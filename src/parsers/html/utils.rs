/// ASCII whitespace, as used to separate tokens in HTML attribute values
pub const WHITESPACES: &[char] = &[' ', '\t', '\n', '\x0c', '\r'];

/// Splits an attribute value into its whitespace-separated tokens
pub fn split_tokens(value: &str) -> Vec<String> {
    value
        .split(WHITESPACES)
        .filter(|token| !token.is_empty())
        .map(str::to_string)
        .collect()
}
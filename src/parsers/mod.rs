//! # Parsers
//!
//! - `html` - HTML document parsing, DOM access, document metadata

pub mod html;

// Re-export commonly used items for convenience
pub use html::{get_base_url, html_to_dom};
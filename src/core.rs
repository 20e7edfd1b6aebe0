use std::fs;
use std::io::{self, Read};
use std::path::Path;

use thiserror::Error;

use crate::env::{self, EnvConfig, EnvVar};
use crate::microdata::{Microdata, MicrodataDocument, TypeNames};
use crate::parsers::html::{get_base_url, html_to_dom};

/// Represents errors that can occur during microdata extraction
#[derive(Error, Debug, Clone, PartialEq, Eq)]
pub enum MicrodataError {
    /// Item discovery received something that is neither a string nor a list of strings
    #[error("Invalid argument: {0}")]
    InvalidArgument(String),

    /// A reader asked for a microdata attribute the model does not define
    #[error("Undefined microdata attribute: {0}")]
    UndefinedAttribute(String),

    /// Positional access beyond the end of a property collection or node list
    #[error("Index {index} is out of range for a list of length {length}")]
    OutOfRange { index: usize, length: usize },

    /// Keyed access with something other than a property name or a position
    #[error("Expected a property name or an index, got {0}")]
    UnsupportedKey(String),

    /// Property collections and node lists are read-only views
    #[error("Property collections and node lists cannot be modified")]
    ImmutableMutation,

    #[error("Failed to parse document: {0}")]
    Parse(String),

    #[error("I/O error: {0}")]
    Io(String),

    #[error("Serialization error: {0}")]
    Serialization(String),

    #[error("Environment variable '{variable}': {message}")]
    Config { variable: String, message: String },
}

impl From<io::Error> for MicrodataError {
    fn from(error: io::Error) -> Self {
        MicrodataError::Io(error.to_string())
    }
}

impl From<serde_json::Error> for MicrodataError {
    fn from(error: serde_json::Error) -> Self {
        MicrodataError::Serialization(error.to_string())
    }
}

pub type MicrodataResult<T> = Result<T, MicrodataError>;

/// Configuration options for microdata extraction
#[derive(Clone, Debug)]
pub struct MicrodataOptions {
    /// Base URL used to resolve relative URL property values
    pub base_url: Option<String>,
    /// Character encoding label of the input (defaults to UTF-8)
    pub encoding: Option<String>,
    /// Only report top-level items carrying all of these types
    pub types: Vec<String>,
    pub pretty: bool,
    /// Fall back to `<base href>` when no base URL was given
    pub use_base_element: bool,
}

impl Default for MicrodataOptions {
    fn default() -> Self {
        Self {
            base_url: None,
            encoding: None,
            types: Vec::new(),
            pretty: false,
            use_base_element: true,
        }
    }
}

impl From<&EnvConfig> for MicrodataOptions {
    fn from(config: &EnvConfig) -> Self {
        Self {
            base_url: config.base_url.clone(),
            ..Self::default()
        }
    }
}

impl MicrodataOptions {
    pub fn new() -> Self {
        Self::default()
    }

    /// Options seeded from the environment; invalid variables are reported
    pub fn from_env() -> MicrodataResult<Self> {
        Ok(Self::from(&EnvConfig::from_env()?))
    }
}

const ANSI_COLOR_RED: &str = "\x1b[31m";
const ANSI_COLOR_RESET: &str = "\x1b[0m";
const DEFAULT_ENCODING: &str = "utf-8";

/// Extracts microdata items from raw HTML data
///
/// # Arguments
///
/// * `input_data` - Raw HTML data as bytes
/// * `options` - Base URL, encoding and type filter to apply
///
/// # Returns
///
/// The `{ items: [...] }` structure, or an error if the document could not be parsed.
///
/// # Examples
///
/// ```
/// use microdata::core::{extract_microdata, MicrodataOptions};
///
/// let html = br#"<div itemscope><span itemprop="name">Elizabeth</span></div>"#;
/// let microdata = extract_microdata(html, &MicrodataOptions::new()).unwrap();
///
/// assert_eq!(microdata.items.len(), 1);
/// ```
pub fn extract_microdata(
    input_data: &[u8],
    options: &MicrodataOptions,
) -> MicrodataResult<Microdata> {
    let encoding = options.encoding.as_deref().unwrap_or(DEFAULT_ENCODING);
    let dom = html_to_dom(input_data, encoding)?;

    let base_url = match &options.base_url {
        Some(base_url) => Some(base_url.clone()),
        None if options.use_base_element => get_base_url(&dom.document),
        None => None,
    };
    if let Some(base_url) = &base_url {
        tracing::debug!("Resolving relative URLs against {base_url}");
    }

    let document = MicrodataDocument::new(dom, base_url);
    let items = document.get_items(TypeNames::List(options.types.clone()));
    tracing::info!("Found {} top-level microdata item(s)", items.len());

    Ok(Microdata::from_items(&items))
}

/// Reads the document to process from a file path, or from stdin for `-`/`None`
pub fn read_input(target: Option<&str>) -> MicrodataResult<Vec<u8>> {
    match target {
        None | Some("-") => {
            let mut data = Vec::new();
            io::stdin().read_to_end(&mut data)?;
            Ok(data)
        }
        Some(target) => {
            let path = Path::new(target);
            if !path.exists() {
                return Err(MicrodataError::Io(format!("File not found: {target}")));
            }
            Ok(fs::read(path)?)
        }
    }
}

/// Reads `target` and extracts its microdata items
pub fn extract_microdata_from_target(
    target: Option<&str>,
    options: &MicrodataOptions,
) -> MicrodataResult<Microdata> {
    let input_data = read_input(target)?;
    extract_microdata(&input_data, options)
}

/// Prints an error message to stderr
pub fn print_error_message(msg: &str) {
    if env::core::NoColor::get_or_default(false) {
        eprintln!("{msg}");
    } else {
        eprintln!("{ANSI_COLOR_RED}{msg}{ANSI_COLOR_RESET}");
    }
}

/// Prints an info message to stdout
pub fn print_info_message(msg: &str) {
    println!("{msg}");
}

Problem statement –
Each entry above must be printed exactly as written.

Result for this exercise –
filename src/parsers/html/utils.rs
/// ASCII whitespace, as used to separate tokens in HTML attribute values
pub const WHITESPACES: &[char] = &[' ', '\t', '\n', '\x0c', '\r'];

/// Splits an attribute value into its whitespace-separated tokens
pub fn split_tokens(value: &str) -> Vec<String> {
    value
        .split(WHITESPACES)
        .filter(|token| !token.is_empty())
        .map(str::to_string)
        .collect()
}
filename src/parsers/mod.rs
//! # Parsers
//!
//! - `html` - HTML document parsing, DOM access, document metadata

pub mod html;

// Re-export commonly used items for convenience
pub use html::{get_base_url, html_to_dom};
filename src/core.rs
repository 20e7edfd1b6aebe0
use std::fs;
use std::io::{self, Read};
use std::path::Path;

use thiserror::Error;

use crate::env::{self, EnvConfig, EnvVar};
use crate::microdata::{Microdata, MicrodataDocument, TypeNames};
use crate::parsers::html::{get_base_url, html_to_dom};

/// Represents errors that can occur during microdata extraction
#[derive(Error, Debug, Clone, PartialEq, Eq)]
pub enum MicrodataError {
    /// Item discovery received something that is neither a string nor a list of strings
    #[error("Invalid argument: {0}")]
    InvalidArgument(String),

    /// A reader asked for a microdata attribute the model does not define
    #[error("Undefined microdata attribute: {0}")]
    UndefinedAttribute(String),

    /// Positional access beyond the end of a property collection or node list
    #[error("Index {index} is out of range for a list of length {length}")]
    OutOfRange { index: usize, length: usize },

    /// Keyed access with something other than a property name or a position
    #[error("Expected a property name or an index, got {0}")]
    UnsupportedKey(String),

    /// Property collections and node lists are read-only views
    #[error("Property collections and node lists cannot be modified")]
    ImmutableMutation,

    #[error("Failed to parse document: {0}")]
    Parse(String),

    #[error("I/O error: {0}")]
    Io(String),

    #[error("Serialization error: {0}")]
    Serialization(String),

    #[error("Environment variable '{variable}': {message}")]
    Config { variable: String, message: String },
}

impl From<io::Error> for MicrodataError {
    fn from(error: io::Error) -> Self {
        MicrodataError::Io(error.to_string())
    }
}

impl From<serde_json::Error> for MicrodataError {
    fn from(error: serde_json::Error) -> Self {
        MicrodataError::Serialization(error.to_string())
    }
}

pub type MicrodataResult<T> = Result<T, MicrodataError>;

/// Configuration options for microdata extraction
#[derive(Clone, Debug)]
pub struct MicrodataOptions {
    /// Base URL used to resolve relative URL property values
    pub base_url: Option<String>,
    /// Character encoding label of the input (defaults to UTF-8)
    pub encoding: Option<String>,
    /// Only report top-level items carrying all of these types
    pub types: Vec<String>,
    pub pretty: bool,
    /// Fall back to `<base href>` when no base URL was given
    pub use_base_element: bool,
}

impl Default for MicrodataOptions {
    fn default() -> Self {
        Self {
            base_url: None,
            encoding: None,
            types: Vec::new(),
            pretty: false,
            use_base_element: true,
        }
    }
}

impl From<&EnvConfig> for MicrodataOptions {
    fn from(config: &EnvConfig) -> Self {
        Self {
            base_url: config.base_url.clone(),
            ..Self::default()
        }
    }
}

impl MicrodataOptions {
    pub fn new() -> Self {
        Self::default()
    }

    /// Options seeded from the environment; invalid variables are reported
    pub fn from_env() -> MicrodataResult<Self> {
        Ok(Self::from(&EnvConfig::from_env()?))
    }
}

const ANSI_COLOR_RED: &str = "\x1b[31m";
const ANSI_COLOR_RESET: &str = "\x1b[0m";
const DEFAULT_ENCODING: &str = "utf-8";

/// Extracts microdata items from raw HTML data
///
/// # Arguments
///
/// * `input_data` - Raw HTML data as bytes
/// * `options` - Base URL, encoding and type filter to apply
///
/// # Returns
///
/// The `{ items: [...] }` structure, or an error if the document could not be parsed.
///
/// # Examples
///
/// ```
/// use microdata::core::{extract_microdata, MicrodataOptions};
///
/// let html = br#"<div itemscope><span itemprop="name">Elizabeth</span></div>"#;
/// let microdata = extract_microdata(html, &MicrodataOptions::new()).unwrap();
///
/// assert_eq!(microdata.items.len(), 1);
/// ```
pub fn extract_microdata(
    input_data: &[u8],
    options: &MicrodataOptions,
) -> MicrodataResult<Microdata> {
    let encoding = options.encoding.as_deref().unwrap_or(DEFAULT_ENCODING);
    let dom = html_to_dom(input_data, encoding)?;

    let base_url = match &options.base_url {
        Some(base_url) => Some(base_url.clone()),
        None if options.use_base_element => get_base_url(&dom.document),
        None => None,
    };
    if let Some(base_url) = &base_url {
        tracing::debug!("Resolving relative URLs against {base_url}");
    }

    let document = MicrodataDocument::new(dom, base_url);
    let items = document.get_items(TypeNames::List(options.types.clone()));
    tracing::info!("Found {} top-level microdata item(s)", items.len());

    Ok(Microdata::from_items(&items))
}

/// Reads the document to process from a file path, or from stdin for `-`/`None`
pub fn read_input(target: Option<&str>) -> MicrodataResult<Vec<u8>> {
    match target {
        None | Some("-") => {
            let mut data = Vec::new();
            io::stdin().read_to_end(&mut data)?;
            Ok(data)
        }
        Some(target) => {
            let path = Path::new(target);
            if !path.exists() {
                return Err(MicrodataError::Io(format!("File not found: {target}")));
            }
            Ok(fs::read(path)?)
        }
    }
}

/// Reads `target` and extracts its microdata items
pub fn extract_microdata_from_target(
    target: Option<&str>,
    options: &MicrodataOptions,
) -> MicrodataResult<Microdata> {
    let input_data = read_input(target)?;
    extract_microdata(&input_data, options)
}

/// Prints an error message to stderr
pub fn print_error_message(msg: &str) {
    if env::core::NoColor::get_or_default(false) {
        eprintln!("{msg}");
    } else {
        eprintln!("{ANSI_COLOR_RED}{msg}{ANSI_COLOR_RESET}");
    }
}

/// Prints an info message to stdout
pub fn print_info_message(msg: &str) {
    println!("{msg}");
}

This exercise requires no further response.